WHAT YOU SHOULD DO: Write out every line exactly, from the first line of the records below through the line that contains "use crate::snapshot::ServerInfo;".

Segment Start: THE RECORDS

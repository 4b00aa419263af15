use std::path::Path;

use crate::error::SummaryError;

const SUMMARY_FILE_MARKER: &str = "summary.json";
const JSON_SUFFIX: &str = ".json";

/// True for files written by the aggregator itself, which never feed a table.
#[must_use]
pub fn is_summary_output(path: &Path) -> bool {
    path.file_name()
        .map(|name| name.to_string_lossy().contains(SUMMARY_FILE_MARKER))
        .unwrap_or(false)
}

/// File name without directories and without a trailing `.json`.
///
/// # Errors
///
/// Returns an error when the path has no UTF-8 file name.
pub fn label_for(path: &Path) -> Result<String, SummaryError> {
    let name = path
        .file_name()
        .and_then(|name| name.to_str())
        .ok_or_else(|| SummaryError::InvalidUtf8FileName {
            path: path.to_path_buf(),
        })?;
    Ok(name.strip_suffix(JSON_SUFFIX).unwrap_or(name).to_owned())
}
use std::collections::{BTreeMap, HashMap};

use serde_json::Value;
use tracing::{debug, warn};

use crate::error::HttpError;
use crate::http::{FetchRequest, Transport};
use crate::snapshot::ServerInfo;

pub const LOCATIONS_PATH: &str = "/locations";
pub const TRACE_PATH: &str = "/cdn-cgi/trace";

/// Parses `key=value` lines; lines without `=` are ignored.
#[must_use]
pub fn parse_trace(text: &str) -> BTreeMap<String, String> {
    text.lines()
        .filter_map(|line| line.split_once('='))
        .map(|(key, value)| (key.to_owned(), value.to_owned()))
        .collect()
}

/// Maps IATA codes to city names from the locations document.
///
/// Anything other than an array of `{iata, city}` string pairs yields an
/// empty (or partial) map.
#[must_use]
pub fn parse_locations(json: &str) -> HashMap<String, String> {
    let entries = match serde_json::from_str::<Value>(json) {
        Ok(Value::Array(entries)) => entries,
        Ok(_) => {
            warn!("Locations document is not a JSON array");
            return HashMap::new();
        }
        Err(err) => {
            warn!("Failed to parse locations document: {}", err);
            return HashMap::new();
        }
    };
    entries
        .iter()
        .filter_map(|entry| {
            let iata = entry.get("iata")?.as_str()?;
            let city = entry.get("city")?.as_str()?;
            Some((iata.to_owned(), city.to_owned()))
        })
        .collect()
}

/// Hides the last IPv4 octet or IPv6 group.
#[must_use]
pub fn mask_ip(ip: &str) -> String {
    if let Some(pos) = ip.rfind('.') {
        return format!("{}***", ip.get(..=pos).unwrap_or_default());
    }
    if let Some(pos) = ip.rfind(':') {
        return format!("{}****", ip.get(..=pos).unwrap_or_default());
    }
    ip.to_owned()
}

/// Combines trace and locations into the server description.
///
/// The city falls back to the colo code when the colo is not a known location.
#[must_use]
pub fn resolve_server<S: std::hash::BuildHasher>(
    locations: &HashMap<String, String, S>,
    trace: &BTreeMap<String, String>,
    mask_sensitive: bool,
) -> ServerInfo {
    let field = |key: &str| trace.get(key).cloned().unwrap_or_default();
    let colo = field("colo");
    let city = locations.get(&colo).cloned().unwrap_or_else(|| colo.clone());
    let ip = field("ip");
    let ip = if mask_sensitive && !ip.is_empty() {
        mask_ip(&ip)
    } else {
        ip
    };
    ServerInfo {
        city,
        colo,
        ip,
        loc: field("loc"),
    }
}

/// GETs `path` as UTF-8 text; failures are logged and reported as `None`.
pub(super) async fn fetch_text(transport: &dyn Transport, path: &str) -> Option<String> {
    match fetch_utf8(transport, path).await {
        Ok(text) => Some(text),
        Err(err) => {
            warn!("Failed to fetch {}: {}", path, err);
            None
        }
    }
}

async fn fetch_utf8(transport: &dyn Transport, path: &str) -> Result<String, HttpError> {
    let body = transport.fetch(&FetchRequest::get(path)).await?;
    let text = std::str::from_utf8(&body).map_err(|err| HttpError::InvalidUtf8 {
        url: path.to_owned(),
        source: err,
    })?;
    debug!("Fetched {} ({} bytes)", path, body.len());
    Ok(text.to_owned())
}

Segment End: THE RECORDS

SOLUTION FOR THIS PROBLEM:
repository 4b00aa419263af15
use std::path::Path;

use crate::error::SummaryError;

const SUMMARY_FILE_MARKER: &str = "summary.json";
const JSON_SUFFIX: &str = ".json";

/// True for files written by the aggregator itself, which never feed a table.
#[must_use]
pub fn is_summary_output(path: &Path) -> bool {
    path.file_name()
        .map(|name| name.to_string_lossy().contains(SUMMARY_FILE_MARKER))
        .unwrap_or(false)
}

/// File name without directories and without a trailing `.json`.
///
/// # Errors
///
/// Returns an error when the path has no UTF-8 file name.
pub fn label_for(path: &Path) -> Result<String, SummaryError> {
    let name = path
        .file_name()
        .and_then(|name| name.to_str())
        .ok_or_else(|| SummaryError::InvalidUtf8FileName {
            path: path.to_path_buf(),
        })?;
    Ok(name.strip_suffix(JSON_SUFFIX).unwrap_or(name).to_owned())
}
use std::collections::{BTreeMap, HashMap};

use serde_json::Value;
use tracing::{debug, warn};

use crate::error::HttpError;
use crate::http::{FetchRequest, Transport};
use crate::snapshot::ServerInfo;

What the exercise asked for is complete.